In Bend, Oregon, twelve more students have just joined a scholarship program that doesn't ask for their GPAs—it asks what they've survived. The Bend-La Pine Education Foundation has expanded its Axel F. Hoch Legacy Scholarship program, recognizing a simple truth that traditional scholarships often miss: the students who have fought hardest to stay in school may teach us the most about what perseverance actually looks like.
This expansion brings the total number of Hoch Legacy scholars to 32, each one selected not for test scores or class rank, but for their demonstrated ability to overcome adversity. These are students who have faced poverty, homelessness, family hardship, and health crises—the kind of obstacles that derail most people's educational ambitions entirely. Yet they keep going.

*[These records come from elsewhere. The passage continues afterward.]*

//! Expression AST and parser.
//!
//! The parser reads strictly left to right, one unary operand and one binary
//! operator at a time.  Precedence is applied by re-association: when a new
//! operator binds tighter than the operator at the root of the tree built so
//! far, the new node is pushed down the right spine of that tree.
//!
//! Operator precedence (tightest → loosest):
//!   `**`  →  `* / %`  →  `+ -`  →  `<= < >= >`  →  `== !=`  →  `&&`  →  `||`

use std::fmt;

use super::error::ParseError;
use super::value::number_string;

// ── AST ───────────────────────────────────────────────────────────────────────

#[derive(Debug, Clone, Copy, PartialEq, Eq, Hash)]
pub enum BinaryOp {
    Pow,
    Mul,
    Div,
    Mod,
    Add,
    Sub,
    Le,
    Lt,
    Ge,
    Gt,
    Eq,
    Ne,
    And,
    Or,
}

impl BinaryOp {
    pub fn as_str(self) -> &'static str {
        match self {
            BinaryOp::Pow => "**",
            BinaryOp::Mul => "*",
            BinaryOp::Div => "/",
            BinaryOp::Mod => "%",
            BinaryOp::Add => "+",
            BinaryOp::Sub => "-",
            BinaryOp::Le => "<=",
            BinaryOp::Lt => "<",
            BinaryOp::Ge => ">=",
            BinaryOp::Gt => ">",
            BinaryOp::Eq => "==",
            BinaryOp::Ne => "!=",
            BinaryOp::And => "&&",
            BinaryOp::Or => "||",
        }
    }

    /// 0 binds tightest.
    fn level(self) -> u8 {
        match self {
            BinaryOp::Pow => 0,
            BinaryOp::Mul | BinaryOp::Div | BinaryOp::Mod => 1,
            BinaryOp::Add | BinaryOp::Sub => 2,
            BinaryOp::Le | BinaryOp::Lt | BinaryOp::Ge | BinaryOp::Gt => 3,
            BinaryOp::Eq | BinaryOp::Ne => 4,
            BinaryOp::And => 5,
            BinaryOp::Or => 6,
        }
    }

    fn binds_looser_than(self, other: BinaryOp) -> bool {
        self.level() > other.level()
    }
}

// Longest spellings first so `**` wins over `*` and `<=` over `<`.
const BINARY_OPS: &[(&str, BinaryOp)] = &[
    ("**", BinaryOp::Pow),
    ("*", BinaryOp::Mul),
    ("/", BinaryOp::Div),
    ("%", BinaryOp::Mod),
    ("+", BinaryOp::Add),
    ("-", BinaryOp::Sub),
    ("<=", BinaryOp::Le),
    ("<", BinaryOp::Lt),
    (">=", BinaryOp::Ge),
    (">", BinaryOp::Gt),
    ("==", BinaryOp::Eq),
    ("!=", BinaryOp::Ne),
    ("&&", BinaryOp::And),
    ("||", BinaryOp::Or),
];

#[derive(Debug, Clone, Copy, PartialEq, Eq)]
pub enum UnaryOp {
    Not,
    Neg,
}

impl UnaryOp {
    pub fn as_str(self) -> &'static str {
        match self {
            UnaryOp::Not => "!",
            UnaryOp::Neg => "-",
        }
    }
}

#[derive(Debug, Clone, PartialEq)]
pub enum Expr {
    Number(f64),
    Str(String),
    Variable(String),
    Function { name: String, args: Vec<Expr> },
    Binary { op: BinaryOp, left: Box<Expr>, right: Box<Expr> },
    Unary { op: UnaryOp, expr: Box<Expr> },
    /// Parenthesized sub-expression.  Evaluates exactly like its child.
    Group(Box<Expr>),
}

impl Expr {
    pub fn variable(name: impl Into<String>) -> Expr {
        Expr::Variable(name.into())
    }

    pub fn call(name: impl Into<String>, args: Vec<Expr>) -> Expr {
        Expr::Function { name: name.into(), args }
    }

    pub fn binary(op: BinaryOp, left: Expr, right: Expr) -> Expr {
        Expr::Binary { op, left: Box::new(left), right: Box::new(right) }
    }

    pub fn unary(op: UnaryOp, expr: Expr) -> Expr {
        Expr::Unary { op, expr: Box::new(expr) }
    }
}

/// Renders source text that parses back to the same tree.
impl fmt::Display for Expr {
    fn fmt(&self, f: &mut fmt::Formatter<'_>) -> fmt::Result {
        match self {
            Expr::Number(x) => f.write_str(&number_string(*x)),
            Expr::Str(s) => write!(f, "'{}'", s.replace('\\', "\\\\").replace('\'', "\\'")),
            Expr::Variable(name) => {
                if is_identifier(name) {
                    f.write_str(name)
                } else {
                    write!(f, "[{}]", name.replace('\\', "\\\\").replace(']', "\\]"))
                }
            }
            Expr::Function { name, args } => {
                write!(f, "{name}(")?;
                for (i, arg) in args.iter().enumerate() {
                    if i > 0 {
                        f.write_str(", ")?;
                    }
                    write!(f, "{arg}")?;
                }
                f.write_str(")")
            }
            Expr::Binary { op, left, right } => write!(f, "{left} {} {right}", op.as_str()),
            Expr::Unary { op, expr } => write!(f, "{}{expr}", op.as_str()),
            Expr::Group(inner) => write!(f, "({inner})"),
        }
    }
}

/// `[A-Za-z_]\w*`
pub fn is_identifier(s: &str) -> bool {
    identifier_len(s) == Some(s.len())
}

/// Byte length of the identifier at the start of `s`, if any.
pub(crate) fn identifier_len(s: &str) -> Option<usize> {
    let mut chars = s.char_indices();
    match chars.next() {
        Some((_, c)) if c.is_ascii_alphabetic() || c == '_' => {}
        _ => return None,
    }
    let end = chars
        .find(|&(_, c)| !(c.is_alphanumeric() || c == '_'))
        .map(|(i, _)| i)
        .unwrap_or(s.len());
    Some(end)
}

// ── Parser ────────────────────────────────────────────────────────────────────

struct Parser<'a> {
    src: &'a str,
    pos: usize,
}

impl<'a> Parser<'a> {
    fn new(src: &'a str) -> Self {
        Parser { src, pos: 0 }
    }

    /// Byte offset of the first non-whitespace character at or after `pos`.
    fn ws_end(&self) -> usize {
        let rest = &self.src[self.pos..];
        self.pos + (rest.len() - rest.trim_start().len())
    }

    fn error(&self, msg: &str, at: usize) -> ParseError {
        let column = self.src[..at].chars().count() + 1;
        ParseError::new(msg, self.src, column)
    }

    /// Consume optional whitespace then `tok`.
    fn eat(&mut self, tok: &str) -> bool {
        let at = self.ws_end();
        if self.src[at..].starts_with(tok) {
            self.pos = at + tok.len();
            true
        } else {
            false
        }
    }

    fn binary_op(&mut self) -> Option<BinaryOp> {
        let at = self.ws_end();
        let rest = &self.src[at..];
        let &(tok, op) = BINARY_OPS.iter().find(|(tok, _)| rest.starts_with(tok))?;
        self.pos = at + tok.len();
        Some(op)
    }

    fn parse_binary(&mut self) -> Result<Expr, ParseError> {
        let mut left = self.parse_unary()?;
        while let Some(op) = self.binary_op() {
            let right = self.parse_unary()?;
            left = reassociate(left, op, right);
        }
        Ok(left)
    }

    fn parse_unary(&mut self) -> Result<Expr, ParseError> {
        let start = self.pos;
        let at = self.ws_end();
        let rest = &self.src[at..];

        // Group
        if rest.starts_with('(') {
            self.pos = at + 1;
            let inner = self.parse_binary()?;
            if !self.eat(")") {
                return Err(self.error("Unmatched parenthesis", start));
            }
            return Ok(Expr::Group(Box::new(inner)));
        }

        // Unary operator
        if let Some(op) = match rest.chars().next() {
            Some('!') => Some(UnaryOp::Not),
            Some('-') => Some(UnaryOp::Neg),
            _ => None,
        } {
            self.pos = at + 1;
            let operand = self.parse_unary()?;
            return Ok(Expr::unary(op, operand));
        }

        // Function call
        if let Some(name_len) = identifier_len(rest) {
            let after_name = &rest[name_len..];
            let paren = after_name.len() - after_name.trim_start().len();
            if after_name[paren..].starts_with('(') {
                let name = rest[..name_len].to_owned();
                self.pos = at + name_len + paren + 1;
                let args = self.parse_args()?;
                return Ok(Expr::Function { name, args });
            }
        }

        // Number
        if let Some(len) = number_len(rest) {
            let text = &rest[..len];
            let x: f64 = text.parse().map_err(|_| self.error("Syntax error", start))?;
            self.pos = at + len;
            return Ok(Expr::Number(x));
        }

        // String
        for quote in ['\'', '"'] {
            if rest.starts_with(quote) {
                if let Some((body, len)) = scan_quoted(&rest[1..], quote) {
                    self.pos = at + 1 + len;
                    return Ok(Expr::Str(unescape(body, &[quote, '\\'])));
                }
            }
        }

        // Variable
        if let Some(len) = identifier_len(rest) {
            self.pos = at + len;
            return Ok(Expr::Variable(rest[..len].to_owned()));
        }

        // Bracketed variable
        if let Some(inner) = rest.strip_prefix('[') {
            if let Some((name, len)) = scan_bracketed(inner) {
                self.pos = at + 1 + len;
                return Ok(Expr::Variable(unescape(name, &[']', '\\'])));
            }
        }

        Err(self.error("Syntax error", start))
    }

    /// Arguments after the opening parenthesis, through the closing one.
    fn parse_args(&mut self) -> Result<Vec<Expr>, ParseError> {
        let mut args = Vec::new();
        loop {
            if self.eat(")") {
                return Ok(args);
            }
            if !args.is_empty() && !self.eat(",") {
                return Err(self.error("Syntax error", self.pos));
            }
            args.push(self.parse_binary()?);
        }
    }
}

/// Attach `left op right`, pushing the new node down the right spine of
/// `left` past every operator that binds looser than `op`.
fn reassociate(left: Expr, op: BinaryOp, right: Expr) -> Expr {
    match left {
        Expr::Binary { op: left_op, left: ll, right: lr } if left_op.binds_looser_than(op) => Expr::Binary {
            op: left_op,
            left: ll,
            right: Box::new(reassociate(*lr, op, right)),
        },
        left => Expr::binary(op, left, right),
    }
}

/// `[+-]?\d+(\.\d*)?(e[+-]\d+)?`
fn number_len(s: &str) -> Option<usize> {
    let b = s.as_bytes();
    let digits = |from: usize| b[from..].iter().take_while(|c| c.is_ascii_digit()).count();
    let mut i = 0;
    if matches!(b.first(), Some(b'+' | b'-')) {
        i += 1;
    }
    let int = digits(i);
    if int == 0 {
        return None;
    }
    i += int;
    if b.get(i) == Some(&b'.') {
        i += 1;
        i += digits(i);
    }
    if b.get(i) == Some(&b'e') && matches!(b.get(i + 1), Some(b'+' | b'-')) {
        let exp = digits(i + 2);
        if exp > 0 {
            i += 2 + exp;
        }
    }
    Some(i)
}

/// Scan a quoted string body (after the opening quote).  Returns the raw
/// body and the byte length consumed including the closing quote.
fn scan_quoted(s: &str, quote: char) -> Option<(&str, usize)> {
    // An escaped quote may turn out to be the closing one when nothing
    // follows it.
    let mut last_escaped = None;
    let mut chars = s.char_indices().peekable();
    while let Some((i, c)) = chars.next() {
        if c == '\\' {
            if let Some(&(j, next)) = chars.peek() {
                if next == '\\' || next == quote {
                    chars.next();
                    if next == quote {
                        last_escaped = Some(j);
                    }
                }
            }
        } else if c == quote {
            return Some((&s[..i], i + c.len_utf8()));
        }
    }
    last_escaped.map(|j| (&s[..j], j + quote.len_utf8()))
}

/// Scan a bracketed variable body (after `[`).  Leading whitespace is
/// skipped; everything else up to the first unescaped `]` is the name.
fn scan_bracketed(s: &str) -> Option<(&str, usize)> {
    let scan = |from: usize| -> Option<(usize, usize)> {
        let body = &s[from..];
        let mut last_escaped = None;
        let mut chars = body.char_indices().peekable();
        while let Some((i, c)) = chars.next() {
            match c {
                '\\' if matches!(chars.peek(), Some((_, ']'))) => {
                    last_escaped = chars.next().map(|(j, _)| from + j);
                }
                ']' => return Some((from + i, from + i + 1)),
                _ => {}
            }
        }
        last_escaped.map(|j| (j, j + 1))
    };
    let lead = s.len() - s.trim_start().len();
    let (end, consumed) = scan(lead)?;
    if end > lead {
        return Some((&s[lead..end], consumed));
    }
    // All-whitespace name: only the last whitespace character is the name.
    let last = s[..end].chars().next_back()?;
    Some((&s[end - last.len_utf8()..end], consumed))
}

/// Drop the backslash before any character in `escaped`.
pub(crate) fn unescape(s: &str, escaped: &[char]) -> String {
    let mut out = String::with_capacity(s.len());
    let mut chars = s.chars().peekable();
    while let Some(c) = chars.next() {
        if c == '\\' {
            if let Some(&next) = chars.peek() {
                if escaped.contains(&next) {
                    out.push(next);
                    chars.next();
                    continue;
                }
            }
        }
        out.push(c);
    }
    out
}

/// Parse an expression string into an AST.
///
/// Error columns are 1-based character offsets into `src`.
pub fn parse_expression(src: &str) -> Result<Expr, ParseError> {
    let mut p = Parser::new(src);
    let expr = p.parse_binary()?;
    if !src[p.pos..].trim().is_empty() {
        return Err(p.error("Syntax error", p.pos));
    }
    Ok(expr)
}

// ── Tests ─────────────────────────────────────────────────────────────────────
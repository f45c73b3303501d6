use std::cmp::Ordering;

use proptest::prelude::*;
use bare::script::expr::parse_expression;
use bare::script::stmt::parse_script;
use bare::script::value::Value;
use bare::script::{run_script, ExecContext};

/// Source text for a well-formed expression.
fn expression_source() -> impl Strategy<Value = String> {
    let atom = prop_oneof![
        (0u32..1000).prop_map(|n| n.to_string()),
        "[a-z]{1,6}".prop_map(|s| format!("'{s}'")),
        prop::sample::select(vec!["a", "b", "count", "true", "null"]).prop_map(str::to_owned),
    ];
    let operand = (prop::sample::select(vec!["", "-", "!"]), atom).prop_map(|(op, a)| format!("{op}{a}"));
    operand.prop_recursive(4, 32, 3, |inner| {
        prop_oneof![
            (
                inner.clone(),
                prop::sample::select(vec!["**", "*", "/", "%", "+", "-", "<=", "<", ">=", ">", "==", "!=", "&&", "||"]),
                inner.clone(),
            )
                .prop_map(|(l, op, r)| format!("{l} {op} {r}")),
            inner.clone().prop_map(|e| format!("({e})")),
            prop::collection::vec(inner, 0..3).prop_map(|args| format!("f({})", args.join(", "))),
        ]
    })
}

fn scalar() -> impl Strategy<Value = Value> {
    prop_oneof![
        Just(Value::Null),
        any::<bool>().prop_map(Value::Bool),
        (-1e6f64..1e6).prop_map(Value::Number),
        "[a-z]{0,4}".prop_map(Value::Str),
    ]
}

/// Numeric arguments that are negative, fractional, tiny or far too large,
/// skipping the sizes that would legitimately build huge results.
fn hostile_number() -> impl Strategy<Value = f64> {
    prop_oneof![
        (-1000i32..1000).prop_map(f64::from),
        -1e3f64..1e3,
        1e12f64..1e300,
        -1e300f64..-1e12,
        Just(f64::INFINITY),
        Just(f64::NEG_INFINITY),
        Just(f64::NAN),
    ]
}

proptest! {
    /// Size and precision arguments never abort a script.
    #[test]
    fn sized_builtins_return_values(
        x in hostile_number(),
        call in prop::sample::select(vec![
            "stringRepeat('ab', x)",
            "arrayNewSize(x)",
            "arrayNewSize(x, 'v')",
            "numberToFixed(1.5, x)",
            "numberToFixed(x, 2)",
            "jsonStringify(arrayNew(1, 2), x)",
            "mathRound(2.5, x)",
            "stringSlice('hello', x)",
            "arraySlice(arrayNew(1, 2, 3), x)",
            "stringCharCodeAt('abc', x)",
            "datetimeNewUTC(2024, x, 1, x)",
            "datetimeAdd(datetimeNewUTC(2024, 1, 1), x)",
        ]),
    ) {
        let mut ctx = ExecContext::new().with_globals([("x".to_owned(), Value::Number(x))].into());
        let script = format!("return {call}");
        prop_assert!(run_script(&script, &mut ctx).is_ok());
    }

    /// Recursion past the call depth limit gives null instead of failing.
    #[test]
    fn recursion_depth_is_bounded(depth in 1usize..60, n in 0u32..100) {
        let src = format!(
            "function count(n):\n    return if(n > 0, count(n - 1) + 1, 0)\nendfunction\nreturn count({n})"
        );
        let mut ctx = ExecContext::new().with_max_call_depth(depth);
        let result = run_script(&src, &mut ctx).unwrap();
        if (n as usize) < depth {
            prop_assert_eq!(result, Value::Number(f64::from(n)));
        } else {
            prop_assert_eq!(result, Value::Null);
        }
    }
}

proptest! {
    /// The script parser returns Ok or Err on any input, never panics.
    #[test]
    fn parser_does_not_panic(s in "\\PC*") {
        let _ = parse_script(&s);
    }

    #[test]
    fn expression_parser_does_not_panic(s in "[ -~]{0,40}") {
        let _ = parse_expression(&s);
    }

    /// Rendering a parsed expression and parsing it again gives the same tree.
    #[test]
    fn expression_render_reparses(src in expression_source()) {
        let expr = parse_expression(&src).unwrap();
        let rendered = expr.to_string();
        prop_assert_eq!(parse_expression(&rendered).unwrap(), expr);
    }

    /// Desugaring produces identical statements for identical input.
    #[test]
    fn desugaring_is_deterministic(cond in expression_source(), body in expression_source()) {
        let src = format!("while {cond}:\n    if {body}:\n        break\n    endif\n    x = {body}\nendwhile\n");
        prop_assert_eq!(parse_script(&src).unwrap(), parse_script(&src).unwrap());
    }

    #[test]
    fn compare_is_reflexive(v in scalar()) {
        prop_assert_eq!(v.compare(&v), Ordering::Equal);
    }

    #[test]
    fn compare_is_antisymmetric(a in scalar(), b in scalar()) {
        prop_assert_eq!(a.compare(&b), b.compare(&a).reverse());
    }

    /// `%` takes the sign of the divisor.
    #[test]
    fn modulo_is_floored(a in -1000i32..1000, b in prop_oneof![-50i32..-1, 1i32..50]) {
        let result = run_script(&format!("return {a} % {b}"), &mut ExecContext::new()).unwrap();
        let Value::Number(m) = result else { panic!("expected a number, got {result:?}") };
        prop_assert!(m == 0.0 || (m < 0.0) == (b < 0));
        prop_assert!(m.abs() < f64::from(b.abs()));
    }
}
//! Statement AST and script-level parser.
//!
//! A script is a sequence of lines.  Each logical line is one statement:
//! an assignment, a label, a jump, a return, an include, a function
//! boundary, a structured control keyword, or a bare expression.
//!
//! Structured control flow (`if`/`elif`/`else`, `while`, `for`, `break`,
//! `continue`) is desugared here into flat [`Statement::Label`] and
//! [`Statement::Jump`] statements, so the interpreter only ever executes a
//! flat list with an instruction pointer.  Generated names are numbered by a
//! per-parse counter:
//!
//! | construct | labels / variables                                        |
//! |-----------|-----------------------------------------------------------|
//! | `if`      | `__bareIf{n}` per branch, `__bareDone{n}`                 |
//! | `while`   | `__bareLoop{n}`, `__bareContinue{n}`, `__bareDone{n}`     |
//! | `for`     | as `while`, plus `__bareIndex{n}`, `__bareValues{n}`, `__bareLength{n}` |

use std::collections::HashMap;
use std::ops::Deref;
use std::sync::{Arc, LazyLock, OnceLock};

use regex::{Match, Regex};

use super::error::ParseError;
use super::expr::{parse_expression, unescape, BinaryOp, Expr, UnaryOp};

// ── AST ───────────────────────────────────────────────────────────────────────

/// A parsed statement.
#[derive(Debug, Clone, PartialEq)]
pub enum Statement {
    /// `[name =] expr`
    Expr { name: Option<String>, expr: Expr },
    /// `jump label` or `jumpif (expr) label`
    Jump { label: String, expr: Option<Expr> },
    /// `return [expr]`
    Return { expr: Option<Expr> },
    /// `name:`
    Label(String),
    /// `function name(args):` … `endfunction`
    Function(Arc<FunctionDef>),
    /// One or more consecutive `include` lines.
    Include(Vec<Include>),
}

#[derive(Debug, Clone, PartialEq, Eq)]
pub struct Include {
    pub url: String,
    /// `include <url>` rather than `include 'url'`.
    pub system: bool,
}

#[derive(Debug, Clone, PartialEq)]
pub struct FunctionDef {
    pub name: String,
    pub args: Option<Vec<String>>,
    /// The last argument collects all remaining call arguments as an array.
    pub last_arg_array: bool,
    pub is_async: bool,
    pub statements: Block,
}

/// A flat statement list with a lazily built label index.
#[derive(Debug, Clone, Default)]
pub struct Block {
    statements: Vec<Statement>,
    labels: OnceLock<HashMap<String, usize>>,
}

impl Block {
    pub fn new(statements: Vec<Statement>) -> Self {
        Block { statements, labels: OnceLock::new() }
    }

    /// Position of the first `label:` statement with this name.
    ///
    /// The index is built on first use and cached for the life of the block.
    pub fn label_index(&self, label: &str) -> Option<usize> {
        self.labels
            .get_or_init(|| {
                let mut map = HashMap::new();
                for (ix, stmt) in self.statements.iter().enumerate() {
                    if let Statement::Label(name) = stmt {
                        map.entry(name.clone()).or_insert(ix);
                    }
                }
                map
            })
            .get(label)
            .copied()
    }
}

impl Deref for Block {
    type Target = [Statement];

    fn deref(&self) -> &[Statement] {
        &self.statements
    }
}

impl PartialEq for Block {
    fn eq(&self, other: &Block) -> bool {
        self.statements == other.statements
    }
}

/// A parsed script.  Immutable once built and safe to share between threads.
#[derive(Debug, Clone, Default, PartialEq)]
pub struct Script {
    pub statements: Block,
}

// ── Line patterns ─────────────────────────────────────────────────────────────

macro_rules! line_regex {
    ($name:ident, $pat:expr) => {
        static $name: LazyLock<Regex> =
            LazyLock::new(|| Regex::new($pat).expect("line pattern compiles"));
    };
}

line_regex!(CONTINUATION, r"\\\s*$");
line_regex!(COMMENT, r"^\s*(?:#.*)?$");
line_regex!(ASSIGNMENT, r"^\s*(?P<name>[A-Za-z_]\w*)\s*=\s*(?P<expr>.+)$");
line_regex!(
    FUNCTION_BEGIN,
    r"^(?P<async>\s*async)?\s*function\s+(?P<name>[A-Za-z_]\w*)\s*\(\s*(?P<args>[A-Za-z_]\w*(?:\s*,\s*[A-Za-z_]\w*)*)?(?P<rest>\s*\.\.\.)?\s*\)\s*:\s*$"
);
line_regex!(ARG_SPLIT, r"\s*,\s*");
line_regex!(FUNCTION_END, r"^\s*endfunction\s*$");
line_regex!(LABEL, r"^\s*(?P<name>[A-Za-z_]\w*)\s*:\s*$");
line_regex!(
    JUMP,
    r"^(?P<jump>\s*(?:jump|jumpif\s*\((?P<expr>.+)\)))\s+(?P<name>[A-Za-z_]\w*)\s*$"
);
line_regex!(RETURN, r"^(?P<return>\s*return(?:\s+(?P<expr>.+))?)\s*$");
line_regex!(INCLUDE, r"^\s*include\s+'(?P<url>(?:\\'|[^'])*)'\s*$");
line_regex!(INCLUDE_SYSTEM, r"^\s*include\s+<(?P<url>[^>]*)>\s*$");
line_regex!(IF_BEGIN, r"^\s*if\s+(?P<expr>.+)\s*:\s*$");
line_regex!(IF_ELIF, r"^\s*elif\s+(?P<expr>.+)\s*:\s*$");
line_regex!(IF_ELSE, r"^\s*else\s*:\s*$");
line_regex!(IF_END, r"^\s*endif\s*$");
line_regex!(
    FOR_BEGIN,
    r"^\s*for\s+(?P<value>[A-Za-z_]\w*)(?:\s*,\s*(?P<index>[A-Za-z_]\w*))?\s+in\s+(?P<values>.+)\s*:\s*$"
);
line_regex!(FOR_END, r"^\s*endfor\s*$");
line_regex!(WHILE_BEGIN, r"^\s*while\s+(?P<expr>.+)\s*:\s*$");
line_regex!(WHILE_END, r"^\s*endwhile\s*$");
line_regex!(BREAK, r"^\s*break\s*$");
line_regex!(CONTINUE, r"^\s*continue\s*$");

// ── Parser state ──────────────────────────────────────────────────────────────

/// An open control construct awaiting its `end` keyword.
#[derive(Debug)]
enum Construct {
    If(IfDef),
    Loop(LoopDef),
}

#[derive(Debug)]
struct IfDef {
    /// Position of the current branch's guard jump in the enclosing list.
    jump: usize,
    label: String,
    done: String,
    has_else: bool,
    line: String,
    line_number: usize,
}

#[derive(Debug)]
struct LoopDef {
    keyword: &'static str,
    loop_label: String,
    continue_label: String,
    done: String,
    has_continue: bool,
    /// `while` re-checks this at the bottom of the loop.
    cond: Option<Expr>,
    /// `for` bookkeeping variables.
    index: String,
    length: String,
    line: String,
    line_number: usize,
}

impl Construct {
    fn keyword(&self) -> &'static str {
        match self {
            Construct::If(_) => "if",
            Construct::Loop(l) => l.keyword,
        }
    }

    fn origin(&self) -> (&str, usize) {
        match self {
            Construct::If(d) => (&d.line, d.line_number),
            Construct::Loop(l) => (&l.line, l.line_number),
        }
    }
}

struct FunctionBuilder {
    name: String,
    args: Option<Vec<String>>,
    last_arg_array: bool,
    is_async: bool,
    statements: Vec<Statement>,
    /// Construct-stack depth when the function began.
    depth: usize,
    line: String,
    line_number: usize,
}

struct ScriptParser {
    top: Vec<Statement>,
    function: Option<FunctionBuilder>,
    constructs: Vec<Construct>,
    label_index: usize,
}

fn error_at(msg: impl Into<String>, line: &str, column: usize, line_number: usize) -> ParseError {
    ParseError::new(msg, line, column).with_line_number(line_number)
}

/// Parse the expression captured by `m`, re-basing any error column onto the
/// whole line.
fn parse_expr_in(line: &str, m: Option<Match<'_>>, line_number: usize) -> Result<Expr, ParseError> {
    let (text, start) = m.map_or(("", line.len()), |m| (m.as_str(), m.start()));
    parse_expression(text).map_err(|e| {
        let column = line[..start].chars().count() + e.column_number;
        error_at(e.error, line, column, line_number)
    })
}

fn not(expr: Expr) -> Expr {
    Expr::unary(UnaryOp::Not, expr)
}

The program itself represents a deliberate reimagining of what a scholarship should recognize and reward. Built on the Foundation's Perseverance Awards, it honors the vision of Axel F. Hoch by centering grit and resilience over the academic metrics that dominate most scholarship competitions. The new cohort of 2026–27 recipients will pursue higher education, trade schools, and technical programs across various fields including healthcare, education, skilled trades, engineering, and business.
What makes this initiative distinctive isn't just the selection criteria—it's the commitment that follows. Beyond the financial assistance itself, each scholar receives mentorship designed to guide them through their college or career journey. These mentors serve as ongoing support systems, helping remove the invisible barriers that often trip up first-generation and low-income students even after they've been accepted.
Jamie Goldman, executive director of the Bend-La Pine Education Foundation, articulated the program's philosophy with clarity: "Success looks different for every student. The students in this program have already overcome challenges that many adults never face. They have shown remarkable resilience and determination and we are honored to stand beside them as they continue their educational journeys and redefine what success can look like." That reframing matters. It moves the conversation away from whether a student is "college material" by traditional measures and toward recognition of what they've already proven about themselves through lived experience.
Cheri Helt, a representative of the Foundation, emphasized that the initiative goes deeper than access alone. "This program is about more than helping students get to college or training programs," she said. "It is about helping students believe that their story, their hard work and their future matter." That validation—the explicit message that you belong here, that your struggle is worth recognizing, that your future is worth investing in—can be as transformative as the tuition check itself.
The 32 scholars now part of the Hoch Legacy program represent a growing movement in higher education toward recognizing that resilience is a credential. These students are not seeking sympathy; they're seeking the same opportunity their more privileged peers take for granted. By expanding this program, Bend-La Pine Education Foundation is making clear that it sees them—and it believes in them.